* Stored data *
..........
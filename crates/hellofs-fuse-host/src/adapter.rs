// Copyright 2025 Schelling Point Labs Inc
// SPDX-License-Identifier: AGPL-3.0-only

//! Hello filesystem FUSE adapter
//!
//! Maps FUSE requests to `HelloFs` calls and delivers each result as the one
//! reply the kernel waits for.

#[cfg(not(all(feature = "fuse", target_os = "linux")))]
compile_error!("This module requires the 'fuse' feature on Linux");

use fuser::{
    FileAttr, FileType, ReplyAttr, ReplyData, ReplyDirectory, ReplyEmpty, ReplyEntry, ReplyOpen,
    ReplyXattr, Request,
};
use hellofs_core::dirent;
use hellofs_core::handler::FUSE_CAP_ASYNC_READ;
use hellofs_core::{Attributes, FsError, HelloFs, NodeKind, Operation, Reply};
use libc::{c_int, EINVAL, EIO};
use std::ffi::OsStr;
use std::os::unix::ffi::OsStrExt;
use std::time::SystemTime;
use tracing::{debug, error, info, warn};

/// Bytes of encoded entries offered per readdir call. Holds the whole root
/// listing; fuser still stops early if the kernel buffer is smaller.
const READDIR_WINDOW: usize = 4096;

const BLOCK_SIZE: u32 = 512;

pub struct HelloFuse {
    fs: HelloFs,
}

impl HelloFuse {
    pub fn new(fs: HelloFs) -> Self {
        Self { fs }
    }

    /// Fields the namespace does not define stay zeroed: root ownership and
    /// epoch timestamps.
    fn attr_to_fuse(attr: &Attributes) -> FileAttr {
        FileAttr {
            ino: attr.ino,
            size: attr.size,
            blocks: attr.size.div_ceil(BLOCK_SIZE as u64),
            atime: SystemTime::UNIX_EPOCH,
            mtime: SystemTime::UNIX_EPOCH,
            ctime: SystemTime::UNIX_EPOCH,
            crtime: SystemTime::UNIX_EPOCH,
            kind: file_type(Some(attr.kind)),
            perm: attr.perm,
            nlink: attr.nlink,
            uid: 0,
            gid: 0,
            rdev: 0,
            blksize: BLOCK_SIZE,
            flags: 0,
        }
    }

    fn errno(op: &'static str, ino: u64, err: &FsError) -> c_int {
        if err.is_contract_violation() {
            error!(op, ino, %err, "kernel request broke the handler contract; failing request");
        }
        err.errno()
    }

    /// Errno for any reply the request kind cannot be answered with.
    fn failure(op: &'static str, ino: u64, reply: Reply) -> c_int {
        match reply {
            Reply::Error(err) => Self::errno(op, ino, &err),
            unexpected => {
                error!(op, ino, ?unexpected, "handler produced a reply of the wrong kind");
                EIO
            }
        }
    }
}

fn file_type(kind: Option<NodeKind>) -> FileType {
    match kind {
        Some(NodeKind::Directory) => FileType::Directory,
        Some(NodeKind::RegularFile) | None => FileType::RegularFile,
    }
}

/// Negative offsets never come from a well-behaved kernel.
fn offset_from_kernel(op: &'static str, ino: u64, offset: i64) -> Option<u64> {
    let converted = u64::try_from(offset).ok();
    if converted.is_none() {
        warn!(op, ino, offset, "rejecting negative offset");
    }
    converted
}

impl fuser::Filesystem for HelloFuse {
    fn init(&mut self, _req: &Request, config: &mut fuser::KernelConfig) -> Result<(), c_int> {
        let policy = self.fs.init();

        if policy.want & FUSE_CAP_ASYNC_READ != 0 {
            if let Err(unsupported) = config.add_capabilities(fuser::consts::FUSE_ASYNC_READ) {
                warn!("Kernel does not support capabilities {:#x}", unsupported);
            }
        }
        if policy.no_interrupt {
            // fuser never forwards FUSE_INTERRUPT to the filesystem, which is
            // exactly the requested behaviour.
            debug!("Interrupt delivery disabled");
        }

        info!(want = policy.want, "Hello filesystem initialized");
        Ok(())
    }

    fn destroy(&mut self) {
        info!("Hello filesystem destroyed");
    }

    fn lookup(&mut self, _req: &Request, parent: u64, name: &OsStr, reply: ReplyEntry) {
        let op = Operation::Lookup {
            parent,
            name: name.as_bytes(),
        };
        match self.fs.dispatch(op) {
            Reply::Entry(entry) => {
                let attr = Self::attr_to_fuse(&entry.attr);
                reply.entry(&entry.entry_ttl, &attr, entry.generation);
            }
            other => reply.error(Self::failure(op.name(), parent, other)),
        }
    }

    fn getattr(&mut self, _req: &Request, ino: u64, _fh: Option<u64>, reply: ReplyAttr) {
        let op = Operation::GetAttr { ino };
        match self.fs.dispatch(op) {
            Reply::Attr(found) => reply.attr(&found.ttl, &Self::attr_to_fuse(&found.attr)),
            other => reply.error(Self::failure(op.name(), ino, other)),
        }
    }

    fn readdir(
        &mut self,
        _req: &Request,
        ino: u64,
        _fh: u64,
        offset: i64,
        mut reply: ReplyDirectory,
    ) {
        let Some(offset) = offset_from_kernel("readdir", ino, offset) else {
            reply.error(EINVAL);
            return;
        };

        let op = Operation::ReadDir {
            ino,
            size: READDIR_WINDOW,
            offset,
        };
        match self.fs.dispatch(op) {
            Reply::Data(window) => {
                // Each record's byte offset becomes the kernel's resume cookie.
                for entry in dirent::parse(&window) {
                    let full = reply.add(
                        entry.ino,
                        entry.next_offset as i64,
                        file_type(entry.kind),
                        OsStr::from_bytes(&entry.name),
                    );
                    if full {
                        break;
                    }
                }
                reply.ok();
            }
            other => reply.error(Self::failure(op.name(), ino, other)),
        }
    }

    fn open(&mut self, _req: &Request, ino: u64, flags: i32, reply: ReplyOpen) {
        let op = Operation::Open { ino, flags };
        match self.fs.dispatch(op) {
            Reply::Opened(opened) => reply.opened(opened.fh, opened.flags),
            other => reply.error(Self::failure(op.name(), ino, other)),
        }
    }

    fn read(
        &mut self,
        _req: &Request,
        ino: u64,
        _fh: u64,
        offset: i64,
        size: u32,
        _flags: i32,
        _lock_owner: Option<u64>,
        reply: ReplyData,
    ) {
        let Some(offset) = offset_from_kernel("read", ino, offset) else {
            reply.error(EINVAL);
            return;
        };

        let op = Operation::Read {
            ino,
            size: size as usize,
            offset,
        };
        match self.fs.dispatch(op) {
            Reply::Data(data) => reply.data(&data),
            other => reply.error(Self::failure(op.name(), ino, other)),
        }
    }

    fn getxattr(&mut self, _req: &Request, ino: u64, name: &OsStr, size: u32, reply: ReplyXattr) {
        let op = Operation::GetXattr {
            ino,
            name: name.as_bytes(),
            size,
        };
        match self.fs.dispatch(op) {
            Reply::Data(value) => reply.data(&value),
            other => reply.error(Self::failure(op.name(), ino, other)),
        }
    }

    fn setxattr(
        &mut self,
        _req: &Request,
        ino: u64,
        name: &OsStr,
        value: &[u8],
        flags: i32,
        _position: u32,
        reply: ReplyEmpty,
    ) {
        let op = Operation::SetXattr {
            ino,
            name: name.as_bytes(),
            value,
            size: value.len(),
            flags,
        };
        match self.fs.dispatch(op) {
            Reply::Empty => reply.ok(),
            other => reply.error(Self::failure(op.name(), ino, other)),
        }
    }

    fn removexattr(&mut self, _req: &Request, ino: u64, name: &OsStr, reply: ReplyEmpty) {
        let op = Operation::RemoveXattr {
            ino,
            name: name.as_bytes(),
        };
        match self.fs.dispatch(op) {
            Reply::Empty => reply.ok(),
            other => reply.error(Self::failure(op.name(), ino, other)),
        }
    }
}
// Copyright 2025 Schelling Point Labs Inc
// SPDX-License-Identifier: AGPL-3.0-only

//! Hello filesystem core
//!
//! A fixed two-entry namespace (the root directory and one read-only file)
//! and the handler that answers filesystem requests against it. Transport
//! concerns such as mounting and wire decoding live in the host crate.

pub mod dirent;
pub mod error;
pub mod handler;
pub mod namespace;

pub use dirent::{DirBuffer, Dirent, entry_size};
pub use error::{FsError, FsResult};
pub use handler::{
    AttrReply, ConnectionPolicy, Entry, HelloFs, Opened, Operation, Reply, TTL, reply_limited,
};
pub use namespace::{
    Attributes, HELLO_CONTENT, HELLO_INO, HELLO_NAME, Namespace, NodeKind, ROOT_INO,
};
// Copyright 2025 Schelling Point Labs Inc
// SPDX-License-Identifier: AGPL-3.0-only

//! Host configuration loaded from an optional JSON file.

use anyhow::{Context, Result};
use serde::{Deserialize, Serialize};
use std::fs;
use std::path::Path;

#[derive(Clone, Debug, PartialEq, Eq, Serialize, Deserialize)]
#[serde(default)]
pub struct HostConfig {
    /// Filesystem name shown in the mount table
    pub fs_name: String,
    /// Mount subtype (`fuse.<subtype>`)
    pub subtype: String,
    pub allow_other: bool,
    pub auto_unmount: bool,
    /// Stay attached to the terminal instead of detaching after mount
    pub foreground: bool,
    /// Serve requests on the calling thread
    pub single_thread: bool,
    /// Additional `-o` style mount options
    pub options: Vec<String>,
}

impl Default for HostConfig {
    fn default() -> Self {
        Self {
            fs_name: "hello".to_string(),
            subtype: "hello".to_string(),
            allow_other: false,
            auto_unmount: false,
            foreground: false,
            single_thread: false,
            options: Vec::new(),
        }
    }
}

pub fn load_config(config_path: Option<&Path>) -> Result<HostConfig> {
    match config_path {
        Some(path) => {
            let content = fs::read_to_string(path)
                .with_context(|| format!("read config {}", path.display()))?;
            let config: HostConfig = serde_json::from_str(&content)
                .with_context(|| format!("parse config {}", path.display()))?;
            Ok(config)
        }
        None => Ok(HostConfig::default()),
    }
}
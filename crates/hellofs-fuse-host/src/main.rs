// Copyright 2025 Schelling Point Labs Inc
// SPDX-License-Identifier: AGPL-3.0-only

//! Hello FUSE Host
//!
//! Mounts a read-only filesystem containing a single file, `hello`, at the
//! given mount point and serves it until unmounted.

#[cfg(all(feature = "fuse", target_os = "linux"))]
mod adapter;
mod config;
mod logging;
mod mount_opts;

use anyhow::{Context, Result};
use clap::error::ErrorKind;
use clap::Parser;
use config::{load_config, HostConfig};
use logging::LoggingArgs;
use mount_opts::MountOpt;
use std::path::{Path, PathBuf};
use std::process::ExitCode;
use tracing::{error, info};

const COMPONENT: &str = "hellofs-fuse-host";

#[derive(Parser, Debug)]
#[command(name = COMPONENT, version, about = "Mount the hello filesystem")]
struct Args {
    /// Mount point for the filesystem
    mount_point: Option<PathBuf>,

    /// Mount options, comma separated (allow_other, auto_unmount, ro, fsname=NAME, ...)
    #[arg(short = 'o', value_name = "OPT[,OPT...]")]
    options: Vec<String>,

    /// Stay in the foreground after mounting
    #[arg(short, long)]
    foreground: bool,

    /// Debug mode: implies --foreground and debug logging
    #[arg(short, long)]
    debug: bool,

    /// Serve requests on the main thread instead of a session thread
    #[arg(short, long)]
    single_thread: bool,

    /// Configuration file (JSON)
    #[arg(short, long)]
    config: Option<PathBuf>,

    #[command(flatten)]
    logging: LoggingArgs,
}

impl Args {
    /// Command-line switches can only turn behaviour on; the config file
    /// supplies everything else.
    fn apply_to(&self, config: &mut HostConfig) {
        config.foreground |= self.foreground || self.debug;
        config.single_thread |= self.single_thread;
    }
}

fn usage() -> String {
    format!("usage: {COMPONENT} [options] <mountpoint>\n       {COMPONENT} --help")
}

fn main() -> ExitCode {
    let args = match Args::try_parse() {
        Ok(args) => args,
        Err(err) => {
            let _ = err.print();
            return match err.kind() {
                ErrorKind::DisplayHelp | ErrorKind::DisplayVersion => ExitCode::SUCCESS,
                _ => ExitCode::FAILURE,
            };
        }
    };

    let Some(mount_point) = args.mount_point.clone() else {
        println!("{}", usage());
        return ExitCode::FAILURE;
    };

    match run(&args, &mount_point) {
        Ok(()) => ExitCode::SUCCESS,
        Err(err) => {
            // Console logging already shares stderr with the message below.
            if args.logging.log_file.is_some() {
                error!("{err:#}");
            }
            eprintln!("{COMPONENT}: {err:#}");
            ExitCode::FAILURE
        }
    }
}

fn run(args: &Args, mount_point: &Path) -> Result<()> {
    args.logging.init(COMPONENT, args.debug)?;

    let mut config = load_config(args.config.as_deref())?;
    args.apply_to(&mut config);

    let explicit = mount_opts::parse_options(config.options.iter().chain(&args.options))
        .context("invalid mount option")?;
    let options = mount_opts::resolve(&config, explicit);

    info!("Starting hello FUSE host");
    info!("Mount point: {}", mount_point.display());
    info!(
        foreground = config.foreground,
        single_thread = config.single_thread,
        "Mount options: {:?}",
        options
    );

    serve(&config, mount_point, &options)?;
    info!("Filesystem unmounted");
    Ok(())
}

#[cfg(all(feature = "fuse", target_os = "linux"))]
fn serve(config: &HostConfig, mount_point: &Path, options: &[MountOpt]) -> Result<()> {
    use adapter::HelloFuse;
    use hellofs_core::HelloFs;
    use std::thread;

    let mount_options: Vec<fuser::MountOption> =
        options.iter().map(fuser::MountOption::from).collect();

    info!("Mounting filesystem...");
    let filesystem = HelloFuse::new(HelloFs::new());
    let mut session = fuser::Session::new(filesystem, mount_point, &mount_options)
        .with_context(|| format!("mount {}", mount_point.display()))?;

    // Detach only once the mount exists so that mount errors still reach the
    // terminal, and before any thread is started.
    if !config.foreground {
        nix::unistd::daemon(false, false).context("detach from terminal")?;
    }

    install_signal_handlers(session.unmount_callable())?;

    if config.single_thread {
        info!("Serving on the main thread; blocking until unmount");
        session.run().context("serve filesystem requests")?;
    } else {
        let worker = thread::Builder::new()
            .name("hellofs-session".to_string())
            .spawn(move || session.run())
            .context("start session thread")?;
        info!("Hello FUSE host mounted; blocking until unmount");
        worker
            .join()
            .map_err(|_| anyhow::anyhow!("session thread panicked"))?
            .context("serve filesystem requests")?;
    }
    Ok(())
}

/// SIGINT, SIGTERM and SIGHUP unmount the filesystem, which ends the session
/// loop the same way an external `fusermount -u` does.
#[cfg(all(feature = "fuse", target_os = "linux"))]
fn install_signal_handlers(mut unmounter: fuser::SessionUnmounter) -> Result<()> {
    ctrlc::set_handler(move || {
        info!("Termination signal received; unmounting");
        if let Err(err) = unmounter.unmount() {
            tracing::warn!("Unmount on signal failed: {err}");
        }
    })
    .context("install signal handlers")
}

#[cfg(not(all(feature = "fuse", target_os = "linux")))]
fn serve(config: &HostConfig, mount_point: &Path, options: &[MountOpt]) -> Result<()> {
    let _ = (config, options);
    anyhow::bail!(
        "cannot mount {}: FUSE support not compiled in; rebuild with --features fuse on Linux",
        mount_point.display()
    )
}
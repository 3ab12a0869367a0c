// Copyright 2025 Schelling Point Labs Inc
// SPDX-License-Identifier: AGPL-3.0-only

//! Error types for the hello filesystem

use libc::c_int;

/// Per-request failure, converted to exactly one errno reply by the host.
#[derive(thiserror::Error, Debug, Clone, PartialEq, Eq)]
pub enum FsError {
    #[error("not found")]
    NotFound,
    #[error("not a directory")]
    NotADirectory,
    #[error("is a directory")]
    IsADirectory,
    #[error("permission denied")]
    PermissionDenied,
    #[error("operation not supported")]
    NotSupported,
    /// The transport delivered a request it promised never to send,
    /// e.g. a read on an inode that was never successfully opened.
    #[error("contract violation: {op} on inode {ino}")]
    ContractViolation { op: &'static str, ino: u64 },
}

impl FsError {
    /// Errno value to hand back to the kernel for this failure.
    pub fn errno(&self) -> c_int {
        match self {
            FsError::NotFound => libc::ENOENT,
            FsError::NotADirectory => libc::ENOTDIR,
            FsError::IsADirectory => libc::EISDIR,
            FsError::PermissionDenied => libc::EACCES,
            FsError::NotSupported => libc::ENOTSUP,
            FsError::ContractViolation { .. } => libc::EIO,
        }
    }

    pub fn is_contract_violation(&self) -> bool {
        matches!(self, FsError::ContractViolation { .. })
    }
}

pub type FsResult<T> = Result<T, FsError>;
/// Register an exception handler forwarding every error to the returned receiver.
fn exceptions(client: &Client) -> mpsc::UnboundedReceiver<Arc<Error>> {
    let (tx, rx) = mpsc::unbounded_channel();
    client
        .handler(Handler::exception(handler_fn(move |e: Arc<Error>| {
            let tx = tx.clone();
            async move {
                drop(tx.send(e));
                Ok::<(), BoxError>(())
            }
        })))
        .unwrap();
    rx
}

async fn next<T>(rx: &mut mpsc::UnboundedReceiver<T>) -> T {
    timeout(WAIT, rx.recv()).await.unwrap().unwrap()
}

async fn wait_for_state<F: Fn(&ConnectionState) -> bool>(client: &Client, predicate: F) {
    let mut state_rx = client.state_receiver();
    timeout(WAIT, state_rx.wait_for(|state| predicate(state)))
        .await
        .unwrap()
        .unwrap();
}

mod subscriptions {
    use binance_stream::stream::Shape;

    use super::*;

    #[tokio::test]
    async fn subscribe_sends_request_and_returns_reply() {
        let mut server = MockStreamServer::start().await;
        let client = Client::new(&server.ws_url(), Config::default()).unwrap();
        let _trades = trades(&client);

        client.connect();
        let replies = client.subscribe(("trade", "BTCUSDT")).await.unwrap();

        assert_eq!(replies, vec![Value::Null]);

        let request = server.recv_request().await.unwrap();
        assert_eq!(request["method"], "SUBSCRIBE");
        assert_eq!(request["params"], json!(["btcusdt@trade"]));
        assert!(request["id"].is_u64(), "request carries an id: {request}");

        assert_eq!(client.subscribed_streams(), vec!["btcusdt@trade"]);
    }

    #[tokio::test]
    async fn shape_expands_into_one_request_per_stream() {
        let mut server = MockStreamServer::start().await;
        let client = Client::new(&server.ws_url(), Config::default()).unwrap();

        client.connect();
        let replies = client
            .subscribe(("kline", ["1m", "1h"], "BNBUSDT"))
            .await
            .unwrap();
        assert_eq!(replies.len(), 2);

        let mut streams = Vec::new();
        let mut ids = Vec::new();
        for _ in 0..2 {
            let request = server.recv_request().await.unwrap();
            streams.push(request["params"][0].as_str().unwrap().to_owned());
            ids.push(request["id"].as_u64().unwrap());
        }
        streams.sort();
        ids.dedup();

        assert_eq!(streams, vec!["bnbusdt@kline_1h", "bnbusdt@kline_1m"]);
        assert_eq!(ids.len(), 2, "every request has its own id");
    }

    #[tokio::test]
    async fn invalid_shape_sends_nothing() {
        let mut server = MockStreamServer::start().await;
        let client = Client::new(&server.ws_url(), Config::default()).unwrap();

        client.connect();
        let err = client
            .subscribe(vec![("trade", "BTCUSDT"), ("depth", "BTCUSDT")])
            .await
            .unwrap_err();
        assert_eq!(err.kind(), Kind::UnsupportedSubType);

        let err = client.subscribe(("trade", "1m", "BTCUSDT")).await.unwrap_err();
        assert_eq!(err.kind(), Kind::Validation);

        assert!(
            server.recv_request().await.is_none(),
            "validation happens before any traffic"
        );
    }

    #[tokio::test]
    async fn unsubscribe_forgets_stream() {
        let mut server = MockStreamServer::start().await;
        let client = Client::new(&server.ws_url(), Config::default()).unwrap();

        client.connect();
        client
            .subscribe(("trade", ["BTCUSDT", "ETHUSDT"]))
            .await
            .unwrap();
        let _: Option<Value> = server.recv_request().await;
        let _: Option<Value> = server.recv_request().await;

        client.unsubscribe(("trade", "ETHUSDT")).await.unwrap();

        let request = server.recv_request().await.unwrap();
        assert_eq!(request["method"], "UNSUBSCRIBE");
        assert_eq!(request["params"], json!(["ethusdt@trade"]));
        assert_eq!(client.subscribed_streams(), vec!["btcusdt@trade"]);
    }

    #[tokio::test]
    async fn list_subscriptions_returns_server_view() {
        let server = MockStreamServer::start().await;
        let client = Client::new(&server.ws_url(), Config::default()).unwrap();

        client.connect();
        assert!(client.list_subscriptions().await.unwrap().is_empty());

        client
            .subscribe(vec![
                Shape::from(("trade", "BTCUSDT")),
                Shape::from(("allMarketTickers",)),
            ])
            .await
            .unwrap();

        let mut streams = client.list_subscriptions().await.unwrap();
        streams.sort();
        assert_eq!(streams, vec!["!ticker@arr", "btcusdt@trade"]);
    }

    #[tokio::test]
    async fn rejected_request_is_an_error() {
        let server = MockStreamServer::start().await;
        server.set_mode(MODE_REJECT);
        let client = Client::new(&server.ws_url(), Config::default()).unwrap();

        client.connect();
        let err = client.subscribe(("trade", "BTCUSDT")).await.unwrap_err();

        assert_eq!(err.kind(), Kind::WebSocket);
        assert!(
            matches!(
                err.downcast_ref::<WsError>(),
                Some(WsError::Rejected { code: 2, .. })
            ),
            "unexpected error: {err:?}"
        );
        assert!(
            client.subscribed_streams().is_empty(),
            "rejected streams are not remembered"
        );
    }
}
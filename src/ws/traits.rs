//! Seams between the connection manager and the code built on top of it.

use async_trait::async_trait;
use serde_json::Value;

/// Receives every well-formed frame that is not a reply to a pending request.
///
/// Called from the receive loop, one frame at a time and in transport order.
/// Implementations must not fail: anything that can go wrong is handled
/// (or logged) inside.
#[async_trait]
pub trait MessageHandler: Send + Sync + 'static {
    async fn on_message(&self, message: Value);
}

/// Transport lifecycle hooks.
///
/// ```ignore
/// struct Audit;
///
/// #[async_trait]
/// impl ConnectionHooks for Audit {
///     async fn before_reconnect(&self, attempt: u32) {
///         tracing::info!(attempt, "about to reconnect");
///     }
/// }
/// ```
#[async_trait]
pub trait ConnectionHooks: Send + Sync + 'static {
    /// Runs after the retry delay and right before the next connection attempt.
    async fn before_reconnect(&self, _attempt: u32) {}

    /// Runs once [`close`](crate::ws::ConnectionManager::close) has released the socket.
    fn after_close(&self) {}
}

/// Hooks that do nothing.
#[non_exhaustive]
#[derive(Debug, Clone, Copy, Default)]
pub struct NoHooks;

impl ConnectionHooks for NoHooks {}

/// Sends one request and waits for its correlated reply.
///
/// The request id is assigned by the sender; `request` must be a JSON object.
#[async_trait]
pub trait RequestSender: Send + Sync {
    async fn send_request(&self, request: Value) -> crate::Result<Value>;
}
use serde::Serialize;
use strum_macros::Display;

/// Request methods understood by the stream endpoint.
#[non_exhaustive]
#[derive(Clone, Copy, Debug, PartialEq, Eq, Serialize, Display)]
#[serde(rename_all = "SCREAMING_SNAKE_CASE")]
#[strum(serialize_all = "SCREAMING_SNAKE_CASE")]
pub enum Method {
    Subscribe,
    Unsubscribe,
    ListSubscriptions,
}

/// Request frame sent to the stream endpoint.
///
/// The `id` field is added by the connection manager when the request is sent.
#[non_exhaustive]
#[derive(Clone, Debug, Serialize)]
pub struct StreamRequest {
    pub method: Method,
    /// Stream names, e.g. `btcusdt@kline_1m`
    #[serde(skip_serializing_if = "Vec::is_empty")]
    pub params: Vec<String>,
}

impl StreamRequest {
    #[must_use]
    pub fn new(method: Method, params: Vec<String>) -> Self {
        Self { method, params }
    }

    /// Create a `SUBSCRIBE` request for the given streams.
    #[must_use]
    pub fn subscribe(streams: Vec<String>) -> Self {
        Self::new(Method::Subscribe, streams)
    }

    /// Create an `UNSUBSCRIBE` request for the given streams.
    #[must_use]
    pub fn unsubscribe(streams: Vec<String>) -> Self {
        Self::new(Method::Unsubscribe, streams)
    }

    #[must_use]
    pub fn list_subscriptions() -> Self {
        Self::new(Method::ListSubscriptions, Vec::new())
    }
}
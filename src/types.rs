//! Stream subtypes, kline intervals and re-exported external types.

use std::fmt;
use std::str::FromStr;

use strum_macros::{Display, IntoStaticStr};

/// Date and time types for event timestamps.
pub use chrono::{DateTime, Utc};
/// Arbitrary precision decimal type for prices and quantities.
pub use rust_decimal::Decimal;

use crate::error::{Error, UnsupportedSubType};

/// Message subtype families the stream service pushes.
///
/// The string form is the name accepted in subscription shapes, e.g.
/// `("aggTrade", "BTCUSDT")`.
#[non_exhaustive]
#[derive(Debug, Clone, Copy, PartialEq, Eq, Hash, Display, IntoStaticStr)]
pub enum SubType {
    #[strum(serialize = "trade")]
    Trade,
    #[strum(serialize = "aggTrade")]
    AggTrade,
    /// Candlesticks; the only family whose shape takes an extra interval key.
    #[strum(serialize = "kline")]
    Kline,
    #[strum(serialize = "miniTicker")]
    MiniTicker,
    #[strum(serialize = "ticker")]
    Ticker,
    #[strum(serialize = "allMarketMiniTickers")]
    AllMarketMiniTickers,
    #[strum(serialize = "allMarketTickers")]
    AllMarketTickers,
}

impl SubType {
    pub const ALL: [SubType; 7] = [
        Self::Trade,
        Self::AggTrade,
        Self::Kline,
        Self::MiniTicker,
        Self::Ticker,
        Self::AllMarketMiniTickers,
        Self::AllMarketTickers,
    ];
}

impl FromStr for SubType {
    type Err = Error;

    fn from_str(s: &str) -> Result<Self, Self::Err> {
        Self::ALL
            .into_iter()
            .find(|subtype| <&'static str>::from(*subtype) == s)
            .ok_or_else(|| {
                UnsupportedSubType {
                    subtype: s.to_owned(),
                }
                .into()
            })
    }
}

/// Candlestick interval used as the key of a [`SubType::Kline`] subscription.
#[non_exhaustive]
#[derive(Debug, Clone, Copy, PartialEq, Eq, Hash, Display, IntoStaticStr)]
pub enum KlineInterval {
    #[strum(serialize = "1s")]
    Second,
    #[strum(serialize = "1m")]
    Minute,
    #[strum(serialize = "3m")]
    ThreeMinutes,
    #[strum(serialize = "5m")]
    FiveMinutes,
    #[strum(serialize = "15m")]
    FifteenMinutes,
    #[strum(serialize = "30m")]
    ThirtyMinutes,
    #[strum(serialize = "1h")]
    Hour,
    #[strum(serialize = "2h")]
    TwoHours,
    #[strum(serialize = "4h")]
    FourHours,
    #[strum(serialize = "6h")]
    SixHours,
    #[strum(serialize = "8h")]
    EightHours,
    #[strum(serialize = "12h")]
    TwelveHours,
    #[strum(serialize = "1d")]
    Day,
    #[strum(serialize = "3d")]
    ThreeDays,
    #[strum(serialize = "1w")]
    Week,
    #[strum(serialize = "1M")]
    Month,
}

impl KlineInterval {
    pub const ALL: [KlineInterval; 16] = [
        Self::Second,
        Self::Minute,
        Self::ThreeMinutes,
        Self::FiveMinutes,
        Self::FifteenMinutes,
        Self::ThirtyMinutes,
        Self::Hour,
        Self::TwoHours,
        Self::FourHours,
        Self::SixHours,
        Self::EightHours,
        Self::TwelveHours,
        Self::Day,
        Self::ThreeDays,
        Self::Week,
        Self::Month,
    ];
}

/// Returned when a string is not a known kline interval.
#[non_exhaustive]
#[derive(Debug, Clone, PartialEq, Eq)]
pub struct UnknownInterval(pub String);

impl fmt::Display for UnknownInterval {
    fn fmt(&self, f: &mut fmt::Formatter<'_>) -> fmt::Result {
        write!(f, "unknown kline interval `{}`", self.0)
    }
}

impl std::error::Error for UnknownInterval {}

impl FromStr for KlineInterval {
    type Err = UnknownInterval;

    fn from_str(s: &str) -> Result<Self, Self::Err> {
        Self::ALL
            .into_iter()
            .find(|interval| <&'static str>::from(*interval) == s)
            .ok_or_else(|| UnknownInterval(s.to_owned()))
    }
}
..........
* Problem details *
Please restate only the opening stretch of the records above: every line from the first through the one containing "kernel waits for.", exactly as written.

* Your response *
filename crates/hellofs-fuse-host/src/adapter.rs
// Copyright 2025 Schelling Point Labs Inc
// SPDX-License-Identifier: AGPL-3.0-only

//! Hello filesystem FUSE adapter
//!
//! Maps FUSE requests to `HelloFs` calls and delivers each result as the one
//! reply the kernel waits for.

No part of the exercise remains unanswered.